Today we hit UNESCO sites 5 and 6 of Kathmandu Valley; Bhaktapur Durbar Square and Changu Narayan Temple. Actually Changu was not on our itinerary but I was keen to see all 7 sites, so enquired if it would be possible to visit the temple on our way to our hotel, which tonight would be in the small town of Nargakot, perched high up on one of the hill stations surrounding Kathmandu Valley. The intention was to see the sunset in Nargakot and look down upon the three cities of the valley, however the cloudy weather suggested we would see very little and a bit of extra time taking in the cultural sites would be time well spent.
First up, Bhaktapur Durbar Square is absolutely stunning and I must say for anyone interested in visiting ancient cities, Kathmandu Valley is an absolute must-visit. All three Durbar Squares are brilliant. Bhaktapur is the best-preserved of the three cities and full of medieval Newari architecture and I think it was probably my favourite of the three. Bhaktapur means ‘City of Devotees’ and is called this because of its deep religious traditions. The entire old city is a living heritage site where locals still live, performing ancient rituals at temples, and going about their daily business.



The Newar people of Bhaktapur have preserved many traditions including masked dances, elaborate woodcarvings and production of pottery using the local clay. Locals traditional begin their day, before they eat and go to work, by going to their local temple to ring bells and light oil lamps. The city has a different feeling to Kathmandu, which is more modern and outside of Kathmandu Durbar Square itself has lost all of its medieval buildings. Bhaktapur can be explored for hours, and around every corner you’ll stumble upon a new courtyard or small temple. There are also lots of sheltered areas where locals gather to play cards and games in the afternoon, shelter from the rain and gossip amongst each other.







Bhaktapur Durbar Square contains the royal part of the city and includes the 55-window palace built in the 17th century and is covered in intricate wooden lattice windows, showcasing the best of Newar craftsmanship. This is where the royal family once lived. Attached to the palace is an incredible gilded gateway leading into Taleju Temple courtyard (which foreigners cannot visit) and is regarded as one of the most beautiful pieces of metalwork in Nepal. Surrounding this there are many temples, pagodas and squares, all in active use even today.
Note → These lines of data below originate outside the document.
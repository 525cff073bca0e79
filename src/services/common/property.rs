use std::fmt::Debug;

use futures::stream::Stream;
use tokio::sync::watch;
use tokio_stream::wrappers::WatchStream;

/// A value that can be read synchronously and watched for changes.
///
/// Each watcher gets the current value immediately when subscribing.
#[derive(Clone)]
pub struct Property<T: Clone + Send + Sync + 'static> {
    tx: watch::Sender<T>,
}

impl<T: Clone + Send + Sync + 'static> Property<T> {
    /// Create a new property with an initial value.
    pub fn new(initial: T) -> Self {
        let (tx, _) = watch::channel(initial);
        Self { tx }
    }

    /// Store a new value and notify watchers.
    ///
    /// Watchers are only woken when the value actually differs. Returns
    /// whether it did.
    pub(crate) fn set(&self, new_value: T) -> bool
    where
        T: PartialEq,
    {
        self.tx.send_if_modified(|current| {
            if *current == new_value {
                return false;
            }
            *current = new_value;
            true
        })
    }

    /// Get a clone of the current value.
    pub fn get(&self) -> T {
        self.tx.borrow().clone()
    }

    /// Stream that yields the current value, then every change.
    pub fn watch(&self) -> impl Stream<Item = T> + Send + 'static {
        WatchStream::new(self.tx.subscribe())
    }
}

impl<T: Clone + Send + Sync + Debug + 'static> Debug for Property<T> {
    fn fmt(&self, f: &mut std::fmt::Formatter<'_>) -> std::fmt::Result {
        f.debug_struct("Property")
            .field("value", &self.get())
            .finish()
    }
}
After exploring the main square we headed into the back streets to admire the residential houses, many of which still have their original wood-carved windows in. My trip in Kathmandu has coincided with the biggest festival of the year, Dashain, where the goddess Durga is celebrated and this meant that our guide suggested visiting his ancestral home right in the center of Bhaktapur to visit his father and receive a blessing. What a brilliant thing to experience! He grew up in this home, however they moved out after the 2015 earthquake but his father continues to run his small shop on the ground floor. His father unlocked the door to the upstairs and we climbed up 3 flights of steep stairs to the kitchen on the top floor, where we received a blessing from his father and got to admire a centuries old, original Newar architecture house from the inside.
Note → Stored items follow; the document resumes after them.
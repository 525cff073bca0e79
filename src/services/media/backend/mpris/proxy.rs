#![allow(missing_docs)]

use std::collections::HashMap;

use zbus::{
    Result, proxy,
    zvariant::{ObjectPath, OwnedValue},
};

/// Root interface of an MPRIS player
#[proxy(
    interface = "org.mpris.MediaPlayer2",
    default_service = "org.mpris.MediaPlayer2",
    default_path = "/org/mpris/MediaPlayer2"
)]
pub(crate) trait MediaPlayer2 {
    /// Human-readable name of the player
    #[zbus(property)]
    fn identity(&self) -> Result<String>;

    /// Desktop entry name for the player
    #[zbus(property)]
    fn desktop_entry(&self) -> Result<String>;
}

/// Playback interface of an MPRIS player
#[proxy(
    interface = "org.mpris.MediaPlayer2.Player",
    default_service = "org.mpris.MediaPlayer2",
    default_path = "/org/mpris/MediaPlayer2"
)]
pub(crate) trait MediaPlayer2Player {
    fn play(&self) -> Result<()>;

    fn pause(&self) -> Result<()>;

    fn play_pause(&self) -> Result<()>;

    fn stop(&self) -> Result<()>;

    fn next(&self) -> Result<()>;

    fn previous(&self) -> Result<()>;

    /// Set absolute playback position in microseconds
    fn set_position(&self, track_id: &ObjectPath<'_>, position: i64) -> Result<()>;

    /// Emitted when the position jumps instead of advancing with playback
    #[zbus(signal)]
    fn seeked(&self, position: i64) -> Result<()>;

    /// Playing, Paused or Stopped
    #[zbus(property)]
    fn playback_status(&self) -> Result<String>;

    /// None, Track or Playlist
    #[zbus(property)]
    fn loop_status(&self) -> Result<String>;

    #[zbus(property)]
    fn set_loop_status(&self, status: &str) -> Result<()>;

    #[zbus(property)]
    fn shuffle(&self) -> Result<bool>;

    #[zbus(property)]
    fn set_shuffle(&self, shuffle: bool) -> Result<()>;

    #[zbus(property)]
    fn metadata(&self) -> Result<HashMap<String, OwnedValue>>;

    /// Current playback position in microseconds, never signalled
    #[zbus(property(emits_changed_signal = "false"))]
    fn position(&self) -> Result<i64>;

    #[zbus(property)]
    fn can_go_next(&self) -> Result<bool>;

    #[zbus(property)]
    fn can_go_previous(&self) -> Result<bool>;

    #[zbus(property)]
    fn can_play(&self) -> Result<bool>;

    #[zbus(property)]
    fn can_pause(&self) -> Result<bool>;

    #[zbus(property)]
    fn can_seek(&self) -> Result<bool>;

    #[zbus(property)]
    fn can_control(&self) -> Result<bool>;
}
We then headed to Pottery Square which is an open-air workshop where the ancient craft of pottery is still practiced just as it was centuries ago. Local craftsman lay out their creations to dry in the sun in the center of the square and just behind lie the hot furnaces that are shared amongst the pottery studios to fire their work. The surrounding shops all had wonderful items in them, from traditional all the way through to super modern styles that wouldn’t be a miss in a trendy London shop. Bhaktapur has so far been the highlight of Kathmandu Valley.
From the center of Bhaktapur to Changu Narayan Temple is about a 30 minute drive, and whilst it is the smallest of all the UNESCO World Heritage sites in the valley, it is one of Nepal’s most historically important temples. It is perched on a hilltop in east Bhaktapur and the oldest Hindu temple still in use within the valley. Its origins go back nearly 1,500 years and it was likely sacred in ancient times, pre-dating Hinduism. The oldest stone inscription in Nepal was discovered here dating back to the 5th century, during the Licchavi era. There are many small statues that also date back to this period, although the main temple has been rebuilt many times of the centuries.
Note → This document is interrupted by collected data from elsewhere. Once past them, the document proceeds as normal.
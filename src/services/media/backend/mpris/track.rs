use std::{collections::HashMap, path::PathBuf, time::Duration};

use async_trait::async_trait;
use zbus::zvariant::{Array, OwnedObjectPath, OwnedValue};

use crate::services::media::{
    MediaError,
    backend::{RawThumbnail, Thumbnail},
};

/// Track fields read from an MPRIS metadata map
#[derive(Debug, Clone, Default, PartialEq)]
pub(super) struct TrackInfo {
    pub title: String,
    pub artists: Vec<String>,
    pub album: String,
    pub album_artists: Vec<String>,
    pub art_url: Option<String>,
    pub length: Option<Duration>,
    pub track_id: Option<OwnedObjectPath>,
}

impl TrackInfo {
    fn extract_string(value: &OwnedValue) -> Option<String> {
        if let Ok(s) = String::try_from(value.clone()) {
            return Some(s);
        }
        if let Ok(s) = value.downcast_ref::<String>() {
            return Some(s.to_string());
        }
        if let Ok(s) = value.downcast_ref::<&str>() {
            return Some(s.to_string());
        }
        None
    }

    fn extract_string_list(value: &OwnedValue) -> Vec<String> {
        if let Ok(array) = <&Array>::try_from(value) {
            return array
                .iter()
                .filter_map(|item| {
                    item.downcast_ref::<String>()
                        .or_else(|_| item.downcast_ref::<&str>().map(|s| s.to_string()))
                        .ok()
                })
                .collect();
        }

        Self::extract_string(value).into_iter().collect()
    }

    fn extract_duration(value: &OwnedValue) -> Option<Duration> {
        if let Ok(length) = i64::try_from(value.clone()) {
            return u64::try_from(length).ok().map(Duration::from_micros);
        }

        u64::try_from(value.clone()).ok().map(Duration::from_micros)
    }

    fn extract_track_id(value: &OwnedValue) -> Option<OwnedObjectPath> {
        if let Ok(path) = OwnedObjectPath::try_from(value.clone()) {
            return Some(path);
        }

        Self::extract_string(value).and_then(|s| OwnedObjectPath::try_from(s).ok())
    }
}

impl From<&HashMap<String, OwnedValue>> for TrackInfo {
    fn from(metadata: &HashMap<String, OwnedValue>) -> Self {
        Self {
            title: metadata
                .get("xesam:title")
                .and_then(Self::extract_string)
                .unwrap_or_default(),
            artists: metadata
                .get("xesam:artist")
                .map(Self::extract_string_list)
                .unwrap_or_default(),
            album: metadata
                .get("xesam:album")
                .and_then(Self::extract_string)
                .unwrap_or_default(),
            album_artists: metadata
                .get("xesam:albumArtist")
                .map(Self::extract_string_list)
                .unwrap_or_default(),
            art_url: metadata.get("mpris:artUrl").and_then(Self::extract_string),
            length: metadata
                .get("mpris:length")
                .and_then(Self::extract_duration),
            track_id: metadata
                .get("mpris:trackid")
                .and_then(Self::extract_track_id),
        }
    }
}

/// Art referenced by a `file://` URL
pub(super) struct FileThumbnail {
    path: PathBuf,
}

impl FileThumbnail {
    /// Only local files are readable, other schemes yield `None`.
    pub(super) fn from_url(url: &str) -> Option<Self> {
        let encoded = url.strip_prefix("file://")?;
        Some(Self {
            path: PathBuf::from(percent_decode(encoded)?),
        })
    }
}

#[async_trait]
impl Thumbnail for FileThumbnail {
    async fn open(&self) -> Result<RawThumbnail, MediaError> {
        let bytes = tokio::fs::read(&self.path)
            .await
            .map_err(|e| MediaError::operation("read art file", e))?;

        Ok(RawThumbnail {
            bytes,
            content_type: String::new(),
        })
    }
}

fn percent_decode(input: &str) -> Option<String> {
    let bytes = input.as_bytes();
    let mut decoded = Vec::with_capacity(bytes.len());
    let mut i = 0;

    while i < bytes.len() {
        if bytes[i] == b'%' {
            let hex = input.get(i + 1..i + 3)?;
            decoded.push(u8::from_str_radix(hex, 16).ok()?);
            i += 3;
        } else {
            decoded.push(bytes[i]);
            i += 1;
        }
    }

    String::from_utf8(decoded).ok()
}

#[cfg(test)]
mod tests {
    use super::*;

    #[test]
    fn file_url_is_decoded() {
        let thumbnail = FileThumbnail::from_url("file:///tmp/My%20Album/cover.jpg");
        assert_eq!(
            thumbnail.map(|t| t.path),
            Some(PathBuf::from("/tmp/My Album/cover.jpg"))
        );
    }

    #[test]
    fn remote_art_is_skipped() {
        assert!(FileThumbnail::from_url("https://example.org/cover.jpg").is_none());
    }

    #[test]
    fn broken_escape_is_rejected() {
        assert!(FileThumbnail::from_url("file:///tmp/cover%2").is_none());
    }
}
What I found particularly special about the temple is that it has recently be painted using natural pigments. None of the temples or pagodas we have seen so far have retained their ancient painting and it is very expensive to repaint using the natural pigments that would have been used centuries ago. So to see what all the temples and pagodas would have looked like in Kathmandu and Bhaktapur Durbar Square gave you a better sense of just how spectacular these palaces must have been.







Our home for the night was in Nargakot up in the hills surrounding Kathmandu Valley, but by this point the heavy rain that would continue for the next 48 hours and delay our travels had started. There would be no sunset and no sunrise views to enjoy. But I was so pleased with how brilliant the sights we have seen so far have been I really didn’t mind.